NEW DELHI:
The Parliament on Monday passed a Bill to increase Foreign Direct Investment (FDI) limit in the insurance sector from 49 per cent to 74 per cent with the Lok Sabha approving the proposed law by a voice vote.
Piloting the Bill, Finance Minister Nirmala Sitharaman said hiking the FDI limit in the insurance sector will help insurers raise additional funds and tide over the financial problems.
Today, many of the insurance companies are hard pressed to maintain solvency ratio of 150 per cent as per the norms, she said while explaining the need for the amendment.
The Insurance (Amendment) Bill, 2021 was passed by Rajya Sabha last week.The Bill amends the Insurance Act, 1938.
The minister said the government will provide funds to public sector insurance companies but the private players will have to raise capital on their own and the Bill provides them headroom to raise capital.
Three out of the seven public sector insurers are below solvency margin but since they are in public sector, the government will infuse capital and their solvency margin will be taken care of, she said.
Observing that insurers are facing solvency related issues, she said, “if growth capital is hard to come by, there will be a stress situation. In order that the stress situation is not left unattended, we need to raise the FDI limit.”
The COVID-19 pandemic, Sitharaman said, has further added to the woes of the insurance companies.
“There is definitely a financial stress for raising money, especially for private sector insurance companies, which needs to maintain that solvency ratio,” she said.
Solvency margin is the ratio of assets to liabilities.
Some of the life insurance companies are under stress and they need the money to come out of that, she added.
The minister further said the FDI limit was being raised on the recommendation of insurance regulator IRDAI which has done extensive consultations with the stakeholders.
FDI in the insurance sector, the minister said, has increased significantly after the government decided to raise the cap from 26 per cent to 49 per cent in 2015.
As much as Rs 26,000 crore has come as FDI in the insurance sector since 2015, she said, adding the asset under management (AUM) in this sector has grown by 76 per cent during the last five years.

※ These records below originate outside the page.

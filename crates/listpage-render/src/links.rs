//! Page-link sequence generation
//!
//! The sequence starts with a previous link, lists page numbers with gaps
//! for elided runs, and ends with a next link. Elision keeps `end_size`
//! pages at each end and `mid_size` pages on each side of the current page.

use crate::page_url::PageUrlTemplate;
use listpage_core::{LinkSettings, PaginationState, Result};
use serde::{Deserialize, Serialize};

/// What a link does in the sequence
#[derive(Debug, Clone, Copy, PartialEq, Eq, Hash, Serialize, Deserialize)]
#[serde(rename_all = "snake_case")]
pub enum LinkRole {
	Previous,
	Next,
	Page,
	Current,
	/// Stands for a run of elided pages
	Gap,
}

/// One entry of the page-link sequence
#[derive(Debug, Clone, PartialEq, Eq, Serialize, Deserialize)]
pub struct LinkDescriptor {
	/// Target page; `None` for gaps
	pub page: Option<usize>,
	pub label: String,
	/// Target URL; `None` for gaps
	pub url: Option<String>,
	pub role: LinkRole,
	pub is_current: bool,
}

impl LinkDescriptor {
	fn for_page(page: usize, role: LinkRole, label: String, template: &PageUrlTemplate) -> Self {
		Self {
			page: Some(page),
			label,
			url: Some(template.url_for(page)),
			role,
			is_current: role == LinkRole::Current,
		}
	}

	fn gap() -> Self {
		Self {
			page: None,
			label: "\u{2026}".to_string(),
			url: None,
			role: LinkRole::Gap,
			is_current: false,
		}
	}

	/// Returns true for numbered page entries, current or not
	pub fn is_numbered(&self) -> bool {
		matches!(self.role, LinkRole::Page | LinkRole::Current)
	}
}

/// Generates the link sequence for `current_page` of `total_pages`
///
/// Exactly one descriptor is current when `current_page` lies within
/// `1..=total_pages`. A page past the end produces no current entry and a
/// previous link pointing one page back from it.
///
/// # Examples
///
/// ```
/// use listpage_core::{LinkSettings, QueryKeys};
/// use listpage_render::links::{LinkRole, generate_links};
/// use listpage_render::page_url::PageUrlTemplate;
///
/// let template = PageUrlTemplate::new("http://example.com/", &QueryKeys::default(), 10).unwrap();
/// let links = generate_links(2, 3, &template, &LinkSettings::default());
///
/// let roles: Vec<LinkRole> = links.iter().map(|l| l.role).collect();
/// assert_eq!(
///     roles,
///     vec![LinkRole::Previous, LinkRole::Page, LinkRole::Current, LinkRole::Page, LinkRole::Next]
/// );
/// ```
pub fn generate_links(
	current_page: usize,
	total_pages: usize,
	template: &PageUrlTemplate,
	settings: &LinkSettings,
) -> Vec<LinkDescriptor> {
	let end_size = settings.end_size.max(1);
	let mid_size = settings.mid_size;
	let mut links = Vec::new();

	if settings.prev_next && current_page > 1 {
		links.push(LinkDescriptor::for_page(
			current_page - 1,
			LinkRole::Previous,
			settings.prev_text.clone(),
			template,
		));
	}

	// A gap may only follow an emitted page, so runs collapse to one gap.
	let mut gap_allowed = false;
	for page in 1..=total_pages {
		let role = if page == current_page {
			Some(LinkRole::Current)
		} else if settings.show_all
			|| page <= end_size
			|| page > total_pages.saturating_sub(end_size)
			|| page.abs_diff(current_page) <= mid_size
		{
			Some(LinkRole::Page)
		} else {
			None
		};

		match role {
			Some(role) => {
				links.push(LinkDescriptor::for_page(page, role, page.to_string(), template));
				gap_allowed = true;
			}
			None if gap_allowed => {
				links.push(LinkDescriptor::gap());
				gap_allowed = false;
			}
			None => {}
		}
	}

	if settings.prev_next && current_page < total_pages {
		links.push(LinkDescriptor::for_page(
			current_page + 1,
			LinkRole::Next,
			settings.next_text.clone(),
			template,
		));
	}

	tracing::trace!(current_page, total_pages, count = links.len(), "page links generated");
	links
}

/// Generates the link sequence for a ready pagination state
pub fn page_links(
	state: &PaginationState,
	template: &PageUrlTemplate,
	settings: &LinkSettings,
) -> Result<Vec<LinkDescriptor>> {
	Ok(generate_links(
		state.current_page(),
		state.total_pages()?,
		template,
		settings,
	))
}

The number of insurance companies has increased from 53 to 68 and as many as 6 companies were listed on the stock exchanges in the last five years, she said.
Highlighting that insurance is a highly regulated sector she said, policyholders” fund is going to be invested within India and that will not go out.
She also emphasised that a portion of profit will also be retained in India.
Besides, the Bill stipulates that the majority of directors on the board and key management persons would be resident Indians, with at least 50 per cent of directors being independent directors, and a specified percentage of profits being retained as a general reserve.
She clarified that FDI is the upper limit and there is no compulsion that every foreign company has to increase it to 74 per cent automatically.
FDI will not only bring in capital, but will also bring in greater competition, efficiency, better technology and enhance job opportunity in the country, she said.
The announcement for hiking FDI limit was made by the minister while presenting the Union Budget 2021-21 on February 1.
Currently, the permissible FDI limit in life and general insurance stands at 49 per cent, with ownership and management control with Indians.
Sitharaman assured the House that there will be no job loss in the public sector insurance space.